### [TASK OBJECTIVE]
Within the data that follows, how many lines contain the word "IntoParams"? Reply with only the number.

### [RECORDS FOR THE TASK]
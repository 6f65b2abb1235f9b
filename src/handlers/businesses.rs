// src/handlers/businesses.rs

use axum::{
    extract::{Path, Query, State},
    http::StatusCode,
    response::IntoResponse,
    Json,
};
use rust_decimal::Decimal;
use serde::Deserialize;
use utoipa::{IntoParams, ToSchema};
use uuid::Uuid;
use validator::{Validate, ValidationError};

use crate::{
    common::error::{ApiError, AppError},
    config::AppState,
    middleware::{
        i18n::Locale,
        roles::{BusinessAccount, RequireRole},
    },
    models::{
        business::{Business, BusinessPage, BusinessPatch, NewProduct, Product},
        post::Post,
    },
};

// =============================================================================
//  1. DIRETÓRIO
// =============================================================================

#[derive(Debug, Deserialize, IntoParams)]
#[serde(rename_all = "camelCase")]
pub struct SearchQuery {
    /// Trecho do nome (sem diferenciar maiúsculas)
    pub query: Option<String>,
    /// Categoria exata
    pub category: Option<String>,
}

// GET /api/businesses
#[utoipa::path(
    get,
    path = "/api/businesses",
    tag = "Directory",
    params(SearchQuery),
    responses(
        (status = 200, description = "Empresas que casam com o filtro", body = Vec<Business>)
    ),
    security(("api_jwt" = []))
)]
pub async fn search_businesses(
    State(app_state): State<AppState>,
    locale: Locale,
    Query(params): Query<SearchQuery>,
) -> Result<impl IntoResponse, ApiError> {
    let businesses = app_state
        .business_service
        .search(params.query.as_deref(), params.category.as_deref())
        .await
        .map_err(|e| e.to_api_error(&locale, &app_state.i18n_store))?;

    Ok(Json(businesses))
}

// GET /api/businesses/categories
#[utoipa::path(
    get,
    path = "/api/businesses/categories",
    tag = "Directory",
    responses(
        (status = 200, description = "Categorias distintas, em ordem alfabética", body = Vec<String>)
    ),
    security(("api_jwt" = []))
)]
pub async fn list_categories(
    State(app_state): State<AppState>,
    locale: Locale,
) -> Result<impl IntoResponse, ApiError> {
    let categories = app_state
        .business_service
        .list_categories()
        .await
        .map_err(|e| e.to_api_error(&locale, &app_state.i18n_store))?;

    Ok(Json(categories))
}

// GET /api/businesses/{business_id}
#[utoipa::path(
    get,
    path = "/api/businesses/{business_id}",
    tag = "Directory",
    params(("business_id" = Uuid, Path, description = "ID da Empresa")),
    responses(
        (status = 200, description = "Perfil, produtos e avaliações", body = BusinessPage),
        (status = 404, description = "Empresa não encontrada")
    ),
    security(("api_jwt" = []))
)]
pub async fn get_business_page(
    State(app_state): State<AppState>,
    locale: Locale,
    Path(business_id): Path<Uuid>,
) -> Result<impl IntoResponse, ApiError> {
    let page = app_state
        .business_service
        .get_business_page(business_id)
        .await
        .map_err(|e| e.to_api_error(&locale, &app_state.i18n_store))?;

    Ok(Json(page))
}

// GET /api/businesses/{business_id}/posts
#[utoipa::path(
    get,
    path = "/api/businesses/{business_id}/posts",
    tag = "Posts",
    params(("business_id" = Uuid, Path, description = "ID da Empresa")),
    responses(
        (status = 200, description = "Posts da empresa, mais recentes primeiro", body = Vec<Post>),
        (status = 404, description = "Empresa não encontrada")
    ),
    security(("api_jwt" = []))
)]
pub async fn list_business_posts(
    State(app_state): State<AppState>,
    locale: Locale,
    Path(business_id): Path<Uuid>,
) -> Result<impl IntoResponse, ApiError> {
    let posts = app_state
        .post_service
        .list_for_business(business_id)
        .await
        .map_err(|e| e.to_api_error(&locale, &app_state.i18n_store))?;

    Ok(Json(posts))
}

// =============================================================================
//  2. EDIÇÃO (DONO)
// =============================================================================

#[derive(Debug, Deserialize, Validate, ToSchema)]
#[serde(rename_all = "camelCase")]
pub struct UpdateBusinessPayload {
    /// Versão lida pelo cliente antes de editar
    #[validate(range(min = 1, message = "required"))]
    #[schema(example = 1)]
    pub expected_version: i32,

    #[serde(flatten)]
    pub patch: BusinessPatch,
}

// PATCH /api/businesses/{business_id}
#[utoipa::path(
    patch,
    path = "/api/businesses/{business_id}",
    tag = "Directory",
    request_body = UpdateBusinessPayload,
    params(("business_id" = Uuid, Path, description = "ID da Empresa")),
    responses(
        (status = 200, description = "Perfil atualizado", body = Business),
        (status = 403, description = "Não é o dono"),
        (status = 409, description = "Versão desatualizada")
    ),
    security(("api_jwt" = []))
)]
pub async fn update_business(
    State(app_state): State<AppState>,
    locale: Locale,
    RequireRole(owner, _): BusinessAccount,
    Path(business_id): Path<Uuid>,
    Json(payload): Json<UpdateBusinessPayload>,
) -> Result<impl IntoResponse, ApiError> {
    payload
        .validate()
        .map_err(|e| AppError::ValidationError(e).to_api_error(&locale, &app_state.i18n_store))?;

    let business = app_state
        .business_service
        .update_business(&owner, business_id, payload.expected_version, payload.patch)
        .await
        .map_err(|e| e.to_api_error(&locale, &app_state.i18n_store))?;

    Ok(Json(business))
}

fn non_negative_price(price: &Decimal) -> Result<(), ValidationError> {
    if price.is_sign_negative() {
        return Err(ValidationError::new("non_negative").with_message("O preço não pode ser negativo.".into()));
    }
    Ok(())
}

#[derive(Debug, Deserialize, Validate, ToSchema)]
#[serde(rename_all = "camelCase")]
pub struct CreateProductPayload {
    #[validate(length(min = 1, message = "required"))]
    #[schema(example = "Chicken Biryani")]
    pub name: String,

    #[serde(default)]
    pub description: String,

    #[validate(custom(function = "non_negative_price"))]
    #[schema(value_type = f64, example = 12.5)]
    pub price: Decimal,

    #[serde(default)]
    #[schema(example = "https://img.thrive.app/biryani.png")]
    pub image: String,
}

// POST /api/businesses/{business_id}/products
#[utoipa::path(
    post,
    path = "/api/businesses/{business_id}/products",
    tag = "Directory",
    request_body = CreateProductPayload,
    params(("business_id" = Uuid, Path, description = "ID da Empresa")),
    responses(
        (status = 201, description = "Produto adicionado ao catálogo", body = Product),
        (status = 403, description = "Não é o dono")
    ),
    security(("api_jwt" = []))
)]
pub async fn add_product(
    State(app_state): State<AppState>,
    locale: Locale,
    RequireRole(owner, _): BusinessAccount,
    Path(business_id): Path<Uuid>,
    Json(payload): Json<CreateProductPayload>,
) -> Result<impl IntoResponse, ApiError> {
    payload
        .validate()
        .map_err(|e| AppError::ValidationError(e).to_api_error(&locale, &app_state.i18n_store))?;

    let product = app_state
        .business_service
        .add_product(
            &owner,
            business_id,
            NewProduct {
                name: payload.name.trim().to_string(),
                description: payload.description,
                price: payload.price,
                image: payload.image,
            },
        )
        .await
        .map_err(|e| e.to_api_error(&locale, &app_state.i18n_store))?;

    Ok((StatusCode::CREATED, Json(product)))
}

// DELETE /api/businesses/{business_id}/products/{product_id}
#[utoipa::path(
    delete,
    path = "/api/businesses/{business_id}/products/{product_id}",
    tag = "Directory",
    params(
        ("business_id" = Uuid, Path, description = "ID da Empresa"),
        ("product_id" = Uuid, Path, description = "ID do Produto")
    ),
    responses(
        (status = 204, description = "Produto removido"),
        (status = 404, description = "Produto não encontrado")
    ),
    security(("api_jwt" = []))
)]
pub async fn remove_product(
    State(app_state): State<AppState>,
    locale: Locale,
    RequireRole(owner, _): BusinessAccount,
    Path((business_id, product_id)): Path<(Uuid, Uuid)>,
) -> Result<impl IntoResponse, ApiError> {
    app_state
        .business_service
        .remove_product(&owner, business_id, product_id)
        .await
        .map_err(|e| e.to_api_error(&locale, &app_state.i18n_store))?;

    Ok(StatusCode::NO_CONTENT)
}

==

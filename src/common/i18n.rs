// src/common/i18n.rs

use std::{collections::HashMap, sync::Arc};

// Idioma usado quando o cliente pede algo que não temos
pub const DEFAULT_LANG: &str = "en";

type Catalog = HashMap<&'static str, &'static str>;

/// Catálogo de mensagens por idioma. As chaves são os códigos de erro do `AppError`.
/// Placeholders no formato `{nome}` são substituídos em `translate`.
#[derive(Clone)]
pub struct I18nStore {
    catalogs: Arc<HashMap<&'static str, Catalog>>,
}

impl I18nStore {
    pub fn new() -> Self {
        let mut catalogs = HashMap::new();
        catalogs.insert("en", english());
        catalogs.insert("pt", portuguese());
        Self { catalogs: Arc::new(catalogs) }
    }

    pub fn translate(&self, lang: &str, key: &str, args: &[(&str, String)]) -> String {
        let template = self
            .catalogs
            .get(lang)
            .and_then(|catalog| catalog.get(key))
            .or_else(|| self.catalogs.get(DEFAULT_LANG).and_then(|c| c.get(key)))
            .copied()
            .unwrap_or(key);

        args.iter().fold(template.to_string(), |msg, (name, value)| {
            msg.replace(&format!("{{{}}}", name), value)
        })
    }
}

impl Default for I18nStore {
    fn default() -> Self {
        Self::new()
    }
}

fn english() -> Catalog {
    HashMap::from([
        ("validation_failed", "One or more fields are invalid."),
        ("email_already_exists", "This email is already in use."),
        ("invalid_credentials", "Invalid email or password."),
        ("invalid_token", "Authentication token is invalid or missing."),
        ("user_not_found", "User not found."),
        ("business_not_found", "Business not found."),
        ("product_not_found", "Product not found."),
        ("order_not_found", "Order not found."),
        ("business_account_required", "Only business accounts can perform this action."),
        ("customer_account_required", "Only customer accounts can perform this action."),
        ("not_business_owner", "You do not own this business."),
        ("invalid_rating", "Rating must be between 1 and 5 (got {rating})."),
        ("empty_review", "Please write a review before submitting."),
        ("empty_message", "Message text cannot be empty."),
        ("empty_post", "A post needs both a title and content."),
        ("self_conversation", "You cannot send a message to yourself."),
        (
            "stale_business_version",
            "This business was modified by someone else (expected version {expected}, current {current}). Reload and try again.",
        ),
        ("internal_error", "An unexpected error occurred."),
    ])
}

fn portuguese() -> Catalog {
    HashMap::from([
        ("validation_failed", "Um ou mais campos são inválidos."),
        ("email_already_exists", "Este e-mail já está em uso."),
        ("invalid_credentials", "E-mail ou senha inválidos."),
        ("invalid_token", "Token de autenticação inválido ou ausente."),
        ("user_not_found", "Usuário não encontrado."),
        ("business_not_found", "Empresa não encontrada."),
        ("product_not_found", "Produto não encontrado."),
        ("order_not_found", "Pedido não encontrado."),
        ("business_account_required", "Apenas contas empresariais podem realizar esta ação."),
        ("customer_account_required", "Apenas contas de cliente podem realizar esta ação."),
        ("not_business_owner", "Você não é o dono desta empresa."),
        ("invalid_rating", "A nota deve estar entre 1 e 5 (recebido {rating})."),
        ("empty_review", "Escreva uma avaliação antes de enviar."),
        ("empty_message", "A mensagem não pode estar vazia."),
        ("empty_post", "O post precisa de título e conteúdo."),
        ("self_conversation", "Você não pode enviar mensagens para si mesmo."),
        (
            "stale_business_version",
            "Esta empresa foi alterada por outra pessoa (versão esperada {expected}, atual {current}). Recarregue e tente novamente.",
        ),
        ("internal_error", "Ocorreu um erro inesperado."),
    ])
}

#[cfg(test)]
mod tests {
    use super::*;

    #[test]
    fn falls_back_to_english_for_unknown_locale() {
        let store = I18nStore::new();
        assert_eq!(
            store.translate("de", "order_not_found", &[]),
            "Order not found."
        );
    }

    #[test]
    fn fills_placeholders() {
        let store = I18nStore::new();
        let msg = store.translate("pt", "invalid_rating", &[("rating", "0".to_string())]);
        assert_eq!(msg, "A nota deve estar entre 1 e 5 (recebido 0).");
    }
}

### [WRITTEN SOLUTION]
2